ASSIGNED TASK —
Print the lines in the listing below that fall between the line with "used when the" and the line with "whole batch: every", those two lines included, exactly as they stand and with nothing else.

[Start of section]

//! Shared utilities.

pub mod logging;

pub use logging::{setup_logging, LogConfig};
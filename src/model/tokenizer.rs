//! Fixed-width batch tokenization.

use std::path::Path;
use tokenizers::Tokenizer as HfTokenizer;
use tracing::debug;

use crate::error::{EngineError, Result};

use super::FALLBACK_PAD_ID;

/// Wrapper around the HuggingFace tokenizer that encodes prompt batches to
/// a fixed width and decodes model output without touching special tokens.
pub struct RecipeTokenizer {
    tokenizer: HfTokenizer,
    special_tokens: Vec<String>,
    pad_token_id: u32,
    max_input_length: usize,
}

/// Batch encoding result. Every row is exactly `max_input_length` wide;
/// attention masks mark real tokens with 1 and padding with 0.
#[derive(Debug, Clone)]
pub struct EncodingBatch {
    /// Fixed-width token rows, one per input.
    pub token_ids: Vec<Vec<u32>>,
    /// 1 for real tokens, 0 for padding.
    pub attention_masks: Vec<Vec<u32>>,
    /// Unpadded length of each sequence, capped at the fixed width.
    pub sequence_lengths: Vec<usize>,
}

impl EncodingBatch {
    /// Number of sequences in the batch.
    pub fn len(&self) -> usize {
        self.token_ids.len()
    }

    /// True when the batch holds no sequences.
    pub fn is_empty(&self) -> bool {
        self.token_ids.is_empty()
    }
}

impl RecipeTokenizer {
    /// Load a tokenizer from a `tokenizer.json` file.
    ///
    /// `model_pad_id` is the pad id from the model config, used when the
    /// tokenizer vocabulary has no `<pad>` entry.
    pub fn from_file(
        path: impl AsRef<Path>,
        max_input_length: usize,
        model_pad_id: Option<u32>,
    ) -> Result<Self> {
        let tokenizer = HfTokenizer::from_file(path.as_ref()).map_err(EngineError::tokenizer)?;

        let mut special_tokens: Vec<String> = tokenizer
            .get_added_tokens_decoder()
            .into_iter()
            .filter(|(_, token)| token.special)
            .map(|(_, token)| token.content)
            .collect();
        special_tokens.sort();
        special_tokens.dedup();

        let pad_token_id = tokenizer
            .token_to_id("<pad>")
            .or(model_pad_id)
            .unwrap_or(FALLBACK_PAD_ID);

        debug!(
            special_tokens = special_tokens.len(),
            pad_token_id, max_input_length, "tokenizer loaded"
        );

        Ok(Self {
            tokenizer,
            special_tokens,
            pad_token_id,
            max_input_length,
        })
    }

    /// Encode a batch of formatted prompts to fixed-width token rows.
    ///
    /// Padding and truncation happen uniformly over the whole batch: every
    /// sequence is truncated to the configured width, then right-padded
    /// with the pad id up to that same width.
    pub fn encode_batch(&self, texts: &[String]) -> Result<EncodingBatch> {
        let encodings = self
            .tokenizer
            .encode_batch(texts.to_vec(), true)
            .map_err(EngineError::tokenizer)?;

        let width = self.max_input_length;
        let mut token_ids = Vec::with_capacity(encodings.len());
        let mut attention_masks = Vec::with_capacity(encodings.len());
        let mut sequence_lengths = Vec::with_capacity(encodings.len());

        for encoding in &encodings {
            let (ids, mask) = pad_to_width(encoding.get_ids(), width, self.pad_token_id);
            sequence_lengths.push(encoding.get_ids().len().min(width));
            token_ids.push(ids);
            attention_masks.push(mask);
        }

        Ok(EncodingBatch {
            token_ids,
            attention_masks,
            sequence_lengths,
        })
    }

    /// Decode output token sequences back to text, keeping special tokens.
    /// Stripping reserved tokens is the normalizer's job, not the decoder's.
    pub fn decode_batch(&self, sequences: &[Vec<u32>]) -> Result<Vec<String>> {
        let refs: Vec<&[u32]> = sequences.iter().map(|seq| seq.as_slice()).collect();
        self.tokenizer
            .decode_batch(&refs, false)
            .map_err(EngineError::tokenizer)
    }

    /// Full special-token list reported by the tokenizer. Feeds the
    /// normalizer's strip set.
    pub fn special_tokens(&self) -> &[String] {
        &self.special_tokens
    }

    /// Pad id used for fixed-width encoding.
    pub fn pad_token_id(&self) -> u32 {
        self.pad_token_id
    }

    /// Configured fixed input width.
    pub fn max_input_length(&self) -> usize {
        self.max_input_length
    }
}

/// Truncate `ids` to `width` tokens, then right-pad with `pad_id` up to
/// `width`. Returns the padded row and its attention mask.
fn pad_to_width(ids: &[u32], width: usize, pad_id: u32) -> (Vec<u32>, Vec<u32>) {
    let real = ids.len().min(width);
    let mut row: Vec<u32> = ids[..real].to_vec();
    let mut mask = vec![1u32; real];
    row.resize(width, pad_id);
    mask.resize(width, 0);
    (row, mask)
}

#[cfg(test)]
mod tests {
    use super::*;
    use pretty_assertions::assert_eq;

    #[test]
    fn test_short_sequence_is_right_padded() {
        let (row, mask) = pad_to_width(&[5, 6, 7], 6, 0);
        assert_eq!(row, vec![5, 6, 7, 0, 0, 0]);
        assert_eq!(mask, vec![1, 1, 1, 0, 0, 0]);
    }

    #[test]
    fn test_long_sequence_is_truncated() {
        let (row, mask) = pad_to_width(&[1, 2, 3, 4, 5], 3, 0);
        assert_eq!(row, vec![1, 2, 3]);
        assert_eq!(mask, vec![1, 1, 1]);
    }

    #[test]
    fn test_exact_width_is_untouched() {
        let (row, mask) = pad_to_width(&[9, 9], 2, 0);
        assert_eq!(row, vec![9, 9]);
        assert_eq!(mask, vec![1, 1]);
    }

    #[test]
    fn test_empty_sequence_is_all_padding() {
        let (row, mask) = pad_to_width(&[], 4, 7);
        assert_eq!(row, vec![7, 7, 7, 7]);
        assert_eq!(mask, vec![0, 0, 0, 0]);
    }
}
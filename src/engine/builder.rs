use std::sync::Arc;

use candle_core::Device;
use tokio::sync::Mutex;
use tracing::info;

use crate::config::EngineConfig;
use crate::error::{EngineError, Result};
use crate::model::ModelAssets;
use crate::normalize::TokenNormalizer;

use super::engine::RecipeEngine;

/// Builder for constructing a [`RecipeEngine`] instance.
pub struct EngineBuilder {
    config: EngineConfig,
}

impl EngineBuilder {
    /// Create a new builder with default configuration.
    pub fn new() -> Self {
        Self {
            config: EngineConfig::default(),
        }
    }

    /// Replace the whole engine configuration.
    pub fn with_config(mut self, config: EngineConfig) -> Self {
        self.config = config;
        self
    }

    /// Load model artifacts from a local directory.
    pub fn with_model_dir(mut self, dir: impl Into<std::path::PathBuf>) -> Self {
        self.config.model.model_path = dir.into();
        self
    }

    /// Fetch model artifacts from a Hugging Face repo when no local
    /// directory is configured.
    pub fn with_hub_repo(mut self, repo: impl Into<String>) -> Self {
        self.config.model.hub_repo = Some(repo.into());
        self
    }

    /// Validate the configuration, load the model and tokenizer, and
    /// assemble the engine. Artifacts are loaded once; the engine holds
    /// them read-only for its lifetime.
    pub async fn build(self) -> Result<RecipeEngine> {
        self.config.validate()?;

        let config = Arc::new(self.config);
        let device = Device::cuda_if_available(0)?;
        info!(cuda = device.is_cuda(), "initializing recipe engine");

        let load_config = Arc::clone(&config);
        let load_device = device.clone();
        let assets = tokio::task::spawn_blocking(move || ModelAssets::load(&load_config, &load_device))
            .await
            .map_err(|e| EngineError::Initialization {
                message: format!("model load task failed: {}", e),
            })??;

        let normalizer = TokenNormalizer::new(assets.tokenizer.special_tokens(), &config.markers);

        Ok(RecipeEngine::new(
            config,
            Arc::new(assets.tokenizer),
            Arc::new(Mutex::new(assets.model)),
            Arc::new(normalizer),
            device,
        ))
    }
}

impl Default for EngineBuilder {
    fn default() -> Self {
        Self::new()
    }
}
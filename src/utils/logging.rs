use std::sync::Once;
use tracing::Level;
use tracing_subscriber::EnvFilter;

static INIT: Once = Once::new();

/// Logging configuration options.
#[derive(Debug, Clone)]
pub struct LogConfig {
    /// Minimum log level.
    pub level: Level,
    /// Whether to include timestamps.
    pub timestamps: bool,
    /// Whether to include source code locations.
    pub source_location: bool,
}

impl Default for LogConfig {
    fn default() -> Self {
        Self {
            level: Level::INFO,
            timestamps: true,
            source_location: false,
        }
    }
}

/// Initialize the logging system. Safe to call more than once; only the
/// first call installs a subscriber.
pub fn setup_logging(config: LogConfig) -> Result<(), String> {
    let mut result = Ok(());

    INIT.call_once(|| {
        result = setup_logging_internal(config);
    });

    result
}

fn setup_logging_internal(config: LogConfig) -> Result<(), String> {
    let filter = EnvFilter::from_default_env().add_directive(config.level.into());

    let builder = tracing_subscriber::fmt()
        .with_env_filter(filter)
        .with_target(true)
        .with_file(config.source_location)
        .with_line_number(config.source_location);

    if config.timestamps {
        builder
            .try_init()
            .map_err(|e| format!("Failed to set global subscriber: {}", e))
    } else {
        builder
            .without_time()
            .try_init()
            .map_err(|e| format!("Failed to set global subscriber: {}", e))
    }
}

#[cfg(test)]
mod tests {
    use super::*;

    #[test]
    fn test_setup_logging_is_idempotent() {
        assert!(setup_logging(LogConfig::default()).is_ok());
        // Second call is a no-op rather than an error.
        assert!(setup_logging(LogConfig::default()).is_ok());
    }
}
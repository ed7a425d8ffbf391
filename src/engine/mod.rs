//! Engine module providing the main interface to recipe generation.

mod builder;
mod engine;

pub use builder::EngineBuilder;
pub use engine::{EngineInfo, RecipeEngine};

use crate::error::Result;
use crate::types::{RecipeText, TextBatch};

/// Trait covering the generation surface, useful for swapping in a stub
/// when the real model is too heavy for a test.
#[async_trait::async_trait]
pub trait Generator: Send + Sync {
    /// Generate one normalized recipe per input, order preserved.
    async fn generate(&self, inputs: TextBatch) -> Result<Vec<RecipeText>>;
}

#[cfg(test)]
mod tests {
    use super::*;
    use std::time::Duration;

    struct EchoGenerator;

    #[async_trait::async_trait]
    impl Generator for EchoGenerator {
        async fn generate(&self, inputs: TextBatch) -> Result<Vec<RecipeText>> {
            Ok(inputs
                .into_vec()
                .into_iter()
                .map(|text| RecipeText {
                    text,
                    token_count: 0,
                    processing_time: Duration::default(),
                })
                .collect())
        }
    }

    #[tokio::test]
    async fn test_single_input_yields_single_output() {
        let generator = EchoGenerator;
        let outputs = generator.generate("flour, water".into()).await.unwrap();
        assert_eq!(outputs.len(), 1);
        assert_eq!(outputs[0].text, "flour, water");
    }

    #[tokio::test]
    async fn test_single_matches_one_element_batch() {
        let generator = EchoGenerator;
        let single = generator.generate("flour".into()).await.unwrap();
        let wrapped = generator
            .generate(vec!["flour".to_string()].into())
            .await
            .unwrap();
        assert_eq!(single[0].text, wrapped[0].text);
    }
}
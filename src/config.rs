//! Engine configuration.

use std::path::PathBuf;
use serde::{Deserialize, Serialize};

use crate::error::{EngineError, Result};

/// Top-level configuration for the recipe engine.
#[derive(Debug, Clone, Serialize, Deserialize)]
pub struct EngineConfig {
    /// Where to find the model and tokenizer artifacts.
    pub model: ModelConfig,
    /// Sampling parameters for the generation loop.
    pub generation: GenerationConfig,
    /// Marker tokens remapped to display delimiters after decoding.
    pub markers: MarkerConfig,
}

/// Location and shape of the pretrained model.
#[derive(Debug, Clone, Serialize, Deserialize)]
pub struct ModelConfig {
    /// Local directory holding `config.json`, `tokenizer.json` and
    /// `model.safetensors`.
    pub model_path: PathBuf,

    /// Hugging Face model id to fetch artifacts from when no local
    /// directory is configured.
    pub hub_repo: Option<String>,

    /// Fixed input width; prompts are padded or truncated to this many
    /// tokens as one batch operation.
    pub max_input_length: usize,
}

/// Parameters controlling the model's sampling behavior. Fixed at engine
/// build time; never mutated at runtime.
#[derive(Debug, Clone, Serialize, Deserialize)]
pub struct GenerationConfig {
    /// Maximum output sequence length, decoder start token included.
    pub max_length: usize,

    /// Minimum output sequence length; EOS is suppressed below this.
    pub min_length: usize,

    /// Forbid any n-gram of this size from recurring in the output.
    /// Zero disables the constraint.
    pub no_repeat_ngram_size: usize,

    /// Sample stochastically instead of taking the argmax.
    pub do_sample: bool,

    /// Restrict sampling to the k most likely tokens.
    pub top_k: Option<usize>,

    /// Nucleus sampling threshold.
    pub top_p: f64,

    /// Softmax temperature.
    pub temperature: f64,

    /// Seed for the sampling RNG.
    pub seed: u64,
}

/// The two reserved markers the model emits for recipe structure, and the
/// human-readable delimiters they become.
#[derive(Debug, Clone, Serialize, Deserialize)]
pub struct MarkerConfig {
    /// Marker separating recipe sections.
    pub section_token: String,
    /// What the section marker becomes in display text.
    pub section_replacement: String,
    /// Marker separating items within a section.
    pub separator_token: String,
    /// What the item separator becomes in display text.
    pub separator_replacement: String,
}

impl Default for ModelConfig {
    fn default() -> Self {
        Self {
            model_path: PathBuf::new(),
            hub_repo: None,
            max_input_length: 256,
        }
    }
}

impl Default for GenerationConfig {
    fn default() -> Self {
        Self {
            max_length: 512,
            min_length: 64,
            no_repeat_ngram_size: 3,
            do_sample: true,
            top_k: Some(60),
            top_p: 0.95,
            temperature: 1.0,
            seed: 299792458,
        }
    }
}

impl Default for MarkerConfig {
    fn default() -> Self {
        Self {
            section_token: "<section>".to_string(),
            section_replacement: "\n".to_string(),
            separator_token: "<sep>".to_string(),
            separator_replacement: "--".to_string(),
        }
    }
}

impl Default for EngineConfig {
    fn default() -> Self {
        Self {
            model: ModelConfig::default(),
            generation: GenerationConfig::default(),
            markers: MarkerConfig::default(),
        }
    }
}

impl EngineConfig {
    /// Check configuration consistency before building an engine.
    pub fn validate(&self) -> Result<()> {
        if self.model.model_path.as_os_str().is_empty() && self.model.hub_repo.is_none() {
            return Err(EngineError::Configuration {
                message: "either a local model path or a hub repo is required".to_string(),
                parameter: "model_path".to_string(),
            });
        }

        if self.model.max_input_length == 0 {
            return Err(EngineError::Configuration {
                message: "input width must be positive".to_string(),
                parameter: "max_input_length".to_string(),
            });
        }

        if self.generation.max_length < self.generation.min_length {
            return Err(EngineError::Configuration {
                message: "max_length must be at least min_length".to_string(),
                parameter: "max_length".to_string(),
            });
        }

        if !(0.0..=1.0).contains(&self.generation.top_p) {
            return Err(EngineError::Configuration {
                message: "top_p must be between 0 and 1".to_string(),
                parameter: "top_p".to_string(),
            });
        }

        if self.generation.temperature <= 0.0 {
            return Err(EngineError::Configuration {
                message: "temperature must be positive".to_string(),
                parameter: "temperature".to_string(),
            });
        }

        self.markers.validate()
    }
}

impl MarkerConfig {
    /// Both markers must be present and distinct, otherwise the strip and
    /// remap passes of the normalizer cannot be kept consistent.
    pub fn validate(&self) -> Result<()> {
        if self.section_token.is_empty() || self.separator_token.is_empty() {
            return Err(EngineError::Configuration {
                message: "marker tokens must not be empty".to_string(),
                parameter: "markers".to_string(),
            });
        }

        if self.section_token == self.separator_token {
            return Err(EngineError::Configuration {
                message: "section and separator markers must differ".to_string(),
                parameter: "markers".to_string(),
            });
        }

        Ok(())
    }
}

#[cfg(test)]
mod tests {
    use super::*;

    #[test]
    fn test_default_config() {
        let config = EngineConfig::default();
        assert_eq!(config.model.max_input_length, 256);
        assert_eq!(config.generation.max_length, 512);
        assert_eq!(config.generation.min_length, 64);
        assert_eq!(config.generation.no_repeat_ngram_size, 3);
        assert_eq!(config.generation.top_k, Some(60));
        assert!(config.generation.do_sample);
        assert_eq!(config.markers.section_token, "<section>");
        assert_eq!(config.markers.separator_token, "<sep>");
    }

    #[test]
    fn test_config_validation() {
        let mut config = EngineConfig::default();
        config.model.model_path = PathBuf::from("/path/to/model");
        assert!(config.validate().is_ok());

        config.generation.top_p = 1.5;
        assert!(config.validate().is_err());
    }

    #[test]
    fn test_validation_requires_model_source() {
        let config = EngineConfig::default();
        assert!(config.validate().is_err());

        let mut config = EngineConfig::default();
        config.model.hub_repo = Some("flax-community/t5-recipe-generation".to_string());
        assert!(config.validate().is_ok());
    }

    #[test]
    fn test_marker_validation_rejects_duplicates() {
        let mut config = EngineConfig::default();
        config.model.model_path = PathBuf::from("/path/to/model");
        config.markers.separator_token = "<section>".to_string();
        assert!(config.validate().is_err());
    }
}
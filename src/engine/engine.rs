use std::sync::Arc;
use std::time::Instant;

use candle_core::Device;
use tokio::sync::Mutex;
use tracing::{debug, info};

use crate::config::EngineConfig;
use crate::error::Result;
use crate::model::{GeneratedSequence, RecipeModel, RecipeTokenizer};
use crate::normalize::TokenNormalizer;
use crate::prompt;
use crate::types::{RecipeText, TextBatch};

use super::builder::EngineBuilder;
use super::Generator;

/// Main entry point: turns raw ingredient lists into normalized recipes.
///
/// The tokenizer and normalizer are read-only after build. The model's
/// decoder cache is the only mutable state and is serialized behind a
/// mutex, so generation requests run one at a time.
pub struct RecipeEngine {
    config: Arc<EngineConfig>,
    tokenizer: Arc<RecipeTokenizer>,
    model: Arc<Mutex<RecipeModel>>,
    normalizer: Arc<TokenNormalizer>,
    device: Device,
}

/// Summary of the engine's configuration and state.
#[derive(Debug, Clone)]
pub struct EngineInfo {
    /// Local model directory, empty when loading from the hub.
    pub model_path: std::path::PathBuf,
    /// Fixed input width applied during batch encoding.
    pub max_input_length: usize,
    /// Upper bound on generated sequence length.
    pub max_output_length: usize,
    /// Whether the engine runs on a CUDA device.
    pub cuda: bool,
}

impl RecipeEngine {
    /// Create a new engine builder.
    pub fn builder() -> EngineBuilder {
        EngineBuilder::new()
    }

    pub(crate) fn new(
        config: Arc<EngineConfig>,
        tokenizer: Arc<RecipeTokenizer>,
        model: Arc<Mutex<RecipeModel>>,
        normalizer: Arc<TokenNormalizer>,
        device: Device,
    ) -> Self {
        Self {
            config,
            tokenizer,
            model,
            normalizer,
            device,
        }
    }

    /// Generate one recipe per input.
    ///
    /// Accepts a single input or a batch; a single input behaves exactly
    /// like a one-element batch. An empty batch returns an empty result
    /// without touching the model. Errors from the tokenizer or the model
    /// propagate to the caller; there are no retries and no partial
    /// results.
    pub async fn generate(&self, inputs: impl Into<TextBatch>) -> Result<Vec<RecipeText>> {
        let inputs = inputs.into().into_vec();
        if inputs.is_empty() {
            return Ok(Vec::new());
        }

        let start = Instant::now();
        let prompts = prompt::format_prompts(&inputs);
        debug!(batch_size = prompts.len(), "encoding prompt batch");
        let batch = self.tokenizer.encode_batch(&prompts)?;

        let sequences = {
            let mut model = self.model.lock().await;
            model.generate_batch(&batch, &self.config.generation)?
        };

        let token_rows: Vec<Vec<u32>> = sequences.iter().map(|s| s.tokens.clone()).collect();
        let decoded = self.tokenizer.decode_batch(&token_rows)?;
        let normalized = self.normalizer.normalize_batch(decoded);

        info!(
            batch_size = inputs.len(),
            elapsed_ms = start.elapsed().as_millis() as u64,
            "generation complete"
        );

        Ok(assemble_recipes(normalized, sequences))
    }

    /// Get information about the engine's configuration and device.
    pub fn info(&self) -> EngineInfo {
        EngineInfo {
            model_path: self.config.model.model_path.clone(),
            max_input_length: self.config.model.max_input_length,
            max_output_length: self.config.generation.max_length,
            cuda: self.device.is_cuda(),
        }
    }
}

#[async_trait::async_trait]
impl Generator for RecipeEngine {
    async fn generate(&self, inputs: TextBatch) -> Result<Vec<RecipeText>> {
        RecipeEngine::generate(self, inputs).await
    }
}

/// Pair each normalized text with its sequence's token count and timing,
/// preserving result order.
fn assemble_recipes(normalized: Vec<String>, sequences: Vec<GeneratedSequence>) -> Vec<RecipeText> {
    normalized
        .into_iter()
        .zip(sequences)
        .map(|(text, sequence)| RecipeText {
            text,
            token_count: sequence.tokens.len(),
            processing_time: sequence.elapsed,
        })
        .collect()
}

#[cfg(test)]
mod tests {
    use super::*;
    use std::time::Duration;

    #[test]
    fn test_each_recipe_keeps_its_own_timing() {
        let sequences = vec![
            GeneratedSequence {
                tokens: vec![0, 5, 1],
                elapsed: Duration::from_millis(10),
            },
            GeneratedSequence {
                tokens: vec![0, 5, 6, 7, 1],
                elapsed: Duration::from_millis(25),
            },
        ];
        let recipes = assemble_recipes(vec!["first".to_string(), "second".to_string()], sequences);

        assert_eq!(recipes[0].text, "first");
        assert_eq!(recipes[0].token_count, 3);
        assert_eq!(recipes[0].processing_time, Duration::from_millis(10));
        assert_eq!(recipes[1].token_count, 5);
        assert_eq!(recipes[1].processing_time, Duration::from_millis(25));
    }
}
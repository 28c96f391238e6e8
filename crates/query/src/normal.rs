use std::f64::consts::{PI, SQRT_2};

/// Normal distribution restricted to `[lower, upper]` and renormalized.
#[derive(Debug, Clone, Copy, PartialEq)]
pub struct TruncatedNormal {
    mean: f64,
    sigma: f64,
    lower: f64,
    upper: f64,
    mass: f64,
}

impl TruncatedNormal {
    /// Returns `None` when `sigma` is not positive, the bounds are empty, or
    /// the interval carries no probability mass at `f64` precision.
    pub fn new(mean: f64, sigma: f64, lower: f64, upper: f64) -> Option<Self> {
        if !(sigma > 0.0 && lower < upper && mean.is_finite() && sigma.is_finite()) {
            return None;
        }
        let mass = std_normal_cdf((upper - mean) / sigma) - std_normal_cdf((lower - mean) / sigma);
        if mass <= f64::EPSILON {
            return None;
        }
        Some(Self {
            mean,
            sigma,
            lower,
            upper,
            mass,
        })
    }

    pub fn pdf(&self, x: f64) -> f64 {
        if x < self.lower || x > self.upper {
            return 0.0;
        }
        let z = (x - self.mean) / self.sigma;
        (-0.5 * z * z).exp() / ((2.0 * PI).sqrt() * self.sigma * self.mass)
    }
}

/// Standard normal cumulative distribution.
pub fn std_normal_cdf(z: f64) -> f64 {
    0.5 * (1.0 + erf(z / SQRT_2))
}

/// Abramowitz and Stegun 7.1.26, absolute error below 1.5e-7.
pub fn erf(x: f64) -> f64 {
    const A1: f64 = 0.254829592;
    const A2: f64 = -0.284496736;
    const A3: f64 = 1.421413741;
    const A4: f64 = -1.453152027;
    const A5: f64 = 1.061405429;
    const P: f64 = 0.3275911;

    let sign = if x < 0.0 { -1.0 } else { 1.0 };
    let x = x.abs();
    let t = 1.0 / (1.0 + P * x);
    let y = 1.0 - (((((A5 * t + A4) * t) + A3) * t + A2) * t + A1) * t * (-x * x).exp();
    sign * y
}
#![forbid(unsafe_code)]

//! Umbrella crate re-exporting the workspace libraries under one name.

pub use spatialrel_core as model;
pub use spatialrel_io as io;
pub use spatialrel_query as query;
pub use spatialrel_relations as relations;
pub use spatialrel_scene as scene;
pub use spatialrel_stats as stats;
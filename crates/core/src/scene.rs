use std::collections::BTreeMap;

use crate::error::{Result, SpatialRelError};
use crate::object::ObjectSummary;

/// Binary per-label flags recording which labels a scene contains.
#[derive(Debug, Clone, PartialEq, Eq)]
pub struct Presence {
    flags: Vec<bool>,
}

impl Presence {
    pub fn empty(max_labels: usize) -> Self {
        Self {
            flags: vec![false; max_labels],
        }
    }

    /// Number of label slots, i.e. the configured `max_labels`.
    pub fn len(&self) -> usize {
        self.flags.len()
    }

    pub fn is_empty(&self) -> bool {
        self.flags.is_empty()
    }

    pub fn contains(&self, label: u32) -> bool {
        self.flags.get(label as usize).copied().unwrap_or(false)
    }

    pub fn count(&self) -> usize {
        self.flags.iter().filter(|f| **f).count()
    }

    /// Flags as `0`/`1` in label-index order.
    pub fn to_flags(&self) -> Vec<u8> {
        self.flags.iter().map(|&f| u8::from(f)).collect()
    }

    pub fn iter_present(&self) -> impl Iterator<Item = u32> + '_ {
        self.flags
            .iter()
            .enumerate()
            .filter(|(_, f)| **f)
            .map(|(i, _)| i as u32)
    }
}

/// Objects extracted from one point cloud, keyed by label.
///
/// A label is flagged in [`Scene::presence`] exactly when it has an
/// [`ObjectSummary`]; both are fixed at construction.
#[derive(Debug, Clone, PartialEq)]
pub struct Scene {
    objects: BTreeMap<u32, ObjectSummary>,
    presence: Presence,
}

impl Scene {
    pub fn empty(max_labels: usize) -> Self {
        Self {
            objects: BTreeMap::new(),
            presence: Presence::empty(max_labels),
        }
    }

    /// Assembles a scene from finished summaries. A repeated label keeps the
    /// last summary given for it.
    pub fn from_objects(
        max_labels: usize,
        objects: impl IntoIterator<Item = ObjectSummary>,
    ) -> Result<Self> {
        let mut scene = Self::empty(max_labels);
        for (index, obj) in objects.into_iter().enumerate() {
            let label = obj.label();
            if label as usize >= max_labels {
                return Err(SpatialRelError::LabelOutOfRange {
                    label,
                    max_labels,
                    point_index: index,
                });
            }
            scene.presence.flags[label as usize] = true;
            scene.objects.insert(label, obj);
        }
        Ok(scene)
    }

    pub fn max_labels(&self) -> usize {
        self.presence.len()
    }

    pub fn object(&self, label: u32) -> Option<&ObjectSummary> {
        self.objects.get(&label)
    }

    /// Summaries in ascending label order.
    pub fn objects(&self) -> impl Iterator<Item = &ObjectSummary> + '_ {
        self.objects.values()
    }

    pub fn presence(&self) -> &Presence {
        &self.presence
    }

    pub fn contains(&self, label: u32) -> bool {
        self.presence.contains(label)
    }

    pub fn num_objects(&self) -> usize {
        self.objects.len()
    }

    pub fn is_empty(&self) -> bool {
        self.objects.is_empty()
    }

    /// Both summaries when `a` and `b` co-occur in this scene.
    pub fn pair(&self, a: u32, b: u32) -> Option<(&ObjectSummary, &ObjectSummary)> {
        Some((self.objects.get(&a)?, self.objects.get(&b)?))
    }
}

[End of section]

OUTPUT OF THE TASK —
    /// `model_pad_id` is the pad id from the model config, used when the
    /// tokenizer vocabulary has no `<pad>` entry.
    pub fn from_file(
        path: impl AsRef<Path>,
        max_input_length: usize,
        model_pad_id: Option<u32>,
    ) -> Result<Self> {
        let tokenizer = HfTokenizer::from_file(path.as_ref()).map_err(EngineError::tokenizer)?;

        let mut special_tokens: Vec<String> = tokenizer
            .get_added_tokens_decoder()
            .into_iter()
            .filter(|(_, token)| token.special)
            .map(|(_, token)| token.content)
            .collect();
        special_tokens.sort();
        special_tokens.dedup();

        let pad_token_id = tokenizer
            .token_to_id("<pad>")
            .or(model_pad_id)
            .unwrap_or(FALLBACK_PAD_ID);

        debug!(
            special_tokens = special_tokens.len(),
            pad_token_id, max_input_length, "tokenizer loaded"
        );

        Ok(Self {
            tokenizer,
            special_tokens,
            pad_token_id,
            max_input_length,
        })
    }

    /// Encode a batch of formatted prompts to fixed-width token rows.
    ///
    /// Padding and truncation happen uniformly over the whole batch: every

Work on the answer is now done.